───── INPUT DATA ─────

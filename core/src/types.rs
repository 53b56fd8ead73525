//! Shared primitive types used across the whole pipeline.

/// The master seed for a run. Every random draw derives from it.
pub type Seed = u64;

/// A stable, unique identifier for a synthetic account (`ACC-0001`).
pub type AccountId = String;

/// A monetary amount in the run's currency.
pub type Amount = f64;
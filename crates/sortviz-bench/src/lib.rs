//! Benchmark profiles for the sortviz stepping engines.
//!
//! - [`shuffled_dataset`]: `1..=len` shuffled from a fixed seed
//! - [`reference_len`] / [`stress_len`]: the window-sized and large profiles
//! - [`driver_profile`]: a seeded [`DriverConfig`] with no frame budget in play

#![forbid(unsafe_code)]
#![deny(rustdoc::broken_intra_doc_links)]

use sortviz_engine::DriverConfig;
use sortviz_rng::{shuffle_with, DrawMode, XorShift32};

/// Element count of the interactive default (one bar per 8 pixels).
pub const fn reference_len() -> usize {
    100
}

/// Element count for stress runs.
pub const fn stress_len() -> usize {
    100_000
}

/// `1..=len` shuffled with the uniform draw from `seed`.
///
/// # Panics
///
/// Panics if `len` exceeds `u32::MAX`.
pub fn shuffled_dataset(len: usize, seed: u32) -> Vec<u32> {
    let top = u32::try_from(len).expect("benchmark length fits in u32");
    let mut data: Vec<u32> = (1..=top).collect();
    let mut rng = XorShift32::new(seed);
    shuffle_with(&mut data, &mut rng, DrawMode::Uniform);
    data
}

/// Driver configuration for `len` elements with a fixed seed.
pub fn driver_profile(len: usize, seed: u32) -> DriverConfig {
    DriverConfig {
        len,
        seed: Some(seed),
        ..DriverConfig::default()
    }
}

#[cfg(test)]
mod tests {
    use super::*;

    #[test]
    fn dataset_is_deterministic_permutation() {
        let a = shuffled_dataset(reference_len(), 7);
        let b = shuffled_dataset(reference_len(), 7);
        assert_eq!(a, b);
        let mut sorted = a.clone();
        sorted.sort_unstable();
        assert_eq!(sorted, (1..=100).collect::<Vec<u32>>());
    }

    #[test]
    fn driver_profile_validates() {
        let config = driver_profile(stress_len(), 1);
        assert!(config.validate().is_ok());
        assert_eq!(config.seed, Some(1));
    }
}
//! Stdin command reader.
//!
//! Replaces keyboard polling with line input: each line typed on stdin
//! is parsed as a [`DriverCommand`] and sent to the driver's channel. The
//! reader never touches the engine.

use std::io::BufRead;
use std::thread::{self, JoinHandle};

use crossbeam_channel::Sender;
use sortviz_engine::DriverCommand;
use tracing::{debug, warn};

/// Forward every parseable line from `input` to `tx`.
///
/// Returns when `input` reaches end of file, fails, or the driver drops
/// its receiver. Blank lines are ignored; unknown text is logged.
pub fn forward_commands<R: BufRead>(input: R, tx: &Sender<DriverCommand>) -> usize {
    let mut sent = 0;
    for line in input.lines() {
        let line = match line {
            Ok(line) => line,
            Err(e) => {
                warn!(error = %e, "stdin read failed; command input disabled");
                break;
            }
        };
        if line.trim().is_empty() {
            continue;
        }
        match line.parse::<DriverCommand>() {
            Ok(command) => {
                if tx.send(command).is_err() {
                    debug!("driver gone; stopping command input");
                    break;
                }
                sent += 1;
            }
            Err(e) => warn!("{e}"),
        }
    }
    sent
}

/// Spawn a detached thread reading commands from stdin.
pub fn spawn_stdin_reader(tx: Sender<DriverCommand>) -> std::io::Result<JoinHandle<usize>> {
    thread::Builder::new()
        .name("sortviz-stdin".into())
        .spawn(move || forward_commands(std::io::stdin().lock(), &tx))
}

#[cfg(test)]
mod tests {
    use super::*;
    use std::io::Cursor;

    #[test]
    fn forwards_known_commands_in_order() {
        let (tx, rx) = crossbeam_channel::unbounded();
        let sent = forward_commands(Cursor::new("s\n\nbogus\nq\n"), &tx);
        assert_eq!(sent, 2);
        assert_eq!(rx.try_recv(), Ok(DriverCommand::Reshuffle));
        assert_eq!(rx.try_recv(), Ok(DriverCommand::Quit));
        assert!(rx.try_recv().is_err());
    }

    #[test]
    fn stops_when_receiver_dropped() {
        let (tx, rx) = crossbeam_channel::unbounded();
        drop(rx);
        assert_eq!(forward_commands(Cursor::new("s\ns\n"), &tx), 0);
    }
}
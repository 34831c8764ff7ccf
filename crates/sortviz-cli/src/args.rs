//! Command-line arguments.

use clap::Parser;
use sortviz_engine::DriverConfig;
use sortviz_rng::DrawMode;

/// Animate a step-wise merge sort in the terminal.
///
/// While running, type `s` and Enter to reshuffle, `q` and Enter to quit.
#[derive(Parser, Debug, Clone, PartialEq, Eq)]
#[command(name = "sortviz", version, about)]
pub struct Args {
    /// Number of elements to sort (the values 1..=LEN).
    #[arg(long, default_value_t = 100)]
    pub len: usize,

    /// Fixed RNG seed. Without it the OS entropy source is used.
    #[arg(long)]
    pub seed: Option<u32>,

    /// Shuffle with the legacy draw (always a single cycle).
    #[arg(long)]
    pub legacy_draw: bool,

    /// Target frame length in milliseconds.
    #[arg(long, default_value_t = 30)]
    pub frame_ms: u64,

    /// Height of the bar chart in text rows.
    #[arg(long, default_value_t = 24)]
    pub height: usize,

    /// Stop after this many frames.
    #[arg(long)]
    pub max_frames: Option<u64>,

    /// Do not draw frames; only log.
    #[arg(long)]
    pub no_render: bool,

    /// Exit as soon as the array is sorted.
    #[arg(long)]
    pub exit_when_done: bool,
}

impl Args {
    /// The driver configuration these arguments describe.
    pub fn driver_config(&self) -> DriverConfig {
        DriverConfig {
            len: self.len,
            seed: self.seed,
            draw: if self.legacy_draw {
                DrawMode::Legacy
            } else {
                DrawMode::Uniform
            },
            frame_ms: self.frame_ms,
        }
    }
}

#[cfg(test)]
mod tests {
    use super::*;
    use clap::CommandFactory;

    #[test]
    fn command_definition_is_valid() {
        Args::command().debug_assert();
    }

    #[test]
    fn defaults_match_driver_defaults() {
        let args = Args::parse_from(["sortviz"]);
        assert_eq!(args.driver_config(), DriverConfig::default());
        assert_eq!(args.height, 24);
        assert!(!args.no_render);
    }

    #[test]
    fn flags_map_onto_config() {
        let args = Args::parse_from([
            "sortviz",
            "--len",
            "16",
            "--seed",
            "42",
            "--legacy-draw",
            "--frame-ms",
            "5",
        ]);
        let config = args.driver_config();
        assert_eq!(config.len, 16);
        assert_eq!(config.seed, Some(42));
        assert_eq!(config.draw, DrawMode::Legacy);
        assert_eq!(config.frame_ms, 5);
    }
}
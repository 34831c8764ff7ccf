//! Driver configuration, validation, and error types.
//!
//! [`DriverConfig`] is the builder-input for a
//! [`LockstepDriver`](crate::LockstepDriver). [`validate()`](DriverConfig::validate)
//! checks structural invariants before anything is allocated or seeded.

use std::error::Error;
use std::fmt;
use std::time::Duration;

use sortviz_rng::DrawMode;

// ── ConfigError ────────────────────────────────────────────────────

/// Errors detected during [`DriverConfig::validate()`].
#[derive(Clone, Debug, PartialEq, Eq)]
pub enum ConfigError {
    /// Fewer than two elements; there is nothing to animate.
    LengthTooSmall {
        /// The configured length.
        len: usize,
    },
    /// The dataset `1..=len` does not fit in `u32`.
    LengthOverflow {
        /// The configured length.
        len: usize,
    },
    /// `frame_ms` is zero.
    ZeroFrameBudget,
}

impl fmt::Display for ConfigError {
    fn fmt(&self, f: &mut fmt::Formatter<'_>) -> fmt::Result {
        match self {
            Self::LengthTooSmall { len } => {
                write!(f, "len {len} is below minimum of 2")
            }
            Self::LengthOverflow { len } => {
                write!(f, "len {len} exceeds u32::MAX")
            }
            Self::ZeroFrameBudget => write!(f, "frame_ms must be at least 1"),
        }
    }
}

impl Error for ConfigError {}

// ── DriverConfig ───────────────────────────────────────────────────

/// Complete configuration for constructing a driver.
#[derive(Clone, Debug, PartialEq, Eq)]
pub struct DriverConfig {
    /// Number of elements; the dataset is `1..=len`. Default: 100.
    pub len: usize,
    /// Fixed seed. `None` reads the OS entropy source. Default: `None`.
    pub seed: Option<u32>,
    /// Range draw used by the shuffle. Default: [`DrawMode::Uniform`].
    pub draw: DrawMode,
    /// Target frame length in milliseconds. Default: 30.
    pub frame_ms: u64,
}

impl Default for DriverConfig {
    fn default() -> Self {
        Self {
            len: 100,
            seed: None,
            draw: DrawMode::Uniform,
            frame_ms: 30,
        }
    }
}

impl DriverConfig {
    /// Validate all structural invariants.
    pub fn validate(&self) -> Result<(), ConfigError> {
        if self.len < 2 {
            return Err(ConfigError::LengthTooSmall { len: self.len });
        }
        if u32::try_from(self.len).is_err() {
            return Err(ConfigError::LengthOverflow { len: self.len });
        }
        if self.frame_ms == 0 {
            return Err(ConfigError::ZeroFrameBudget);
        }
        Ok(())
    }

    /// The frame budget as a [`Duration`].
    pub fn frame_budget(&self) -> Duration {
        Duration::from_millis(self.frame_ms)
    }
}
//! Reusable fixtures.
//!
//! - [`Tagged`]: ordered by key only, so equal keys expose stability.
//! - [`ScriptedStepper`]: replays a fixed list of writes, one per step.

use std::cmp::Ordering;
use std::collections::VecDeque;

use sortviz_core::{StepEffect, Stepper};

/// An element compared by `key` alone; `tag` rides along untouched.
///
/// Two values with equal keys and different tags compare `Equal`, which is
/// what lets a test observe whether a sort preserved their input order.
#[derive(Clone, Copy, Debug)]
pub struct Tagged<K, G> {
    pub key: K,
    pub tag: G,
}

impl<K, G> Tagged<K, G> {
    pub fn new(key: K, tag: G) -> Self {
        Self { key, tag }
    }
}

impl<K: PartialEq, G> PartialEq for Tagged<K, G> {
    fn eq(&self, other: &Self) -> bool {
        self.key == other.key
    }
}

impl<K: Eq, G> Eq for Tagged<K, G> {}

impl<K: PartialOrd, G> PartialOrd for Tagged<K, G> {
    fn partial_cmp(&self, other: &Self) -> Option<Ordering> {
        self.key.partial_cmp(&other.key)
    }
}

impl<K: Ord, G> Ord for Tagged<K, G> {
    fn cmp(&self, other: &Self) -> Ordering {
        self.key.cmp(&other.key)
    }
}

/// A [`Stepper`] that applies a scripted list of `(index, value)` writes.
///
/// Done once the script is exhausted. Counts every `step()` call,
/// including idle ones, so tests can check how often a driver polled it.
pub struct ScriptedStepper {
    data: Vec<u32>,
    script: VecDeque<(usize, u32)>,
    pub calls: usize,
}

impl ScriptedStepper {
    pub fn new(data: Vec<u32>, script: impl IntoIterator<Item = (usize, u32)>) -> Self {
        Self {
            data,
            script: script.into_iter().collect(),
            calls: 0,
        }
    }

    /// Remaining scripted writes.
    pub fn remaining(&self) -> usize {
        self.script.len()
    }
}

impl Stepper<u32> for ScriptedStepper {
    fn step(&mut self) -> StepEffect {
        self.calls += 1;
        match self.script.pop_front() {
            Some((index, value)) => {
                self.data[index] = value;
                StepEffect::Wrote { index }
            }
            None => StepEffect::Idle,
        }
    }

    fn is_done(&self) -> bool {
        self.script.is_empty()
    }

    fn snapshot(&self) -> &[u32] {
        &self.data
    }
}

─────

** WHAT TO DO **
Print the lines from the one containing "that applies a" through the end of the material, word for word, and nothing else.

** ANSWER FOR THE TASK **
/// A [`Stepper`] that applies a scripted list of `(index, value)` writes.
///
/// Done once the script is exhausted. Counts every `step()` call,
/// including idle ones, so tests can check how often a driver polled it.
pub struct ScriptedStepper {
    data: Vec<u32>,
    script: VecDeque<(usize, u32)>,
    pub calls: usize,
}

impl ScriptedStepper {
    pub fn new(data: Vec<u32>, script: impl IntoIterator<Item = (usize, u32)>) -> Self {
        Self {
            data,
            script: script.into_iter().collect(),
            calls: 0,
        }
    }

    /// Remaining scripted writes.
    pub fn remaining(&self) -> usize {
        self.script.len()
    }
}

impl Stepper<u32> for ScriptedStepper {
    fn step(&mut self) -> StepEffect {
        self.calls += 1;
        match self.script.pop_front() {
            Some((index, value)) => {
                self.data[index] = value;
                StepEffect::Wrote { index }
            }
            None => StepEffect::Idle,
        }
    }

    fn is_done(&self) -> bool {
        self.script.is_empty()
    }

    fn snapshot(&self) -> &[u32] {
        &self.data
    }
}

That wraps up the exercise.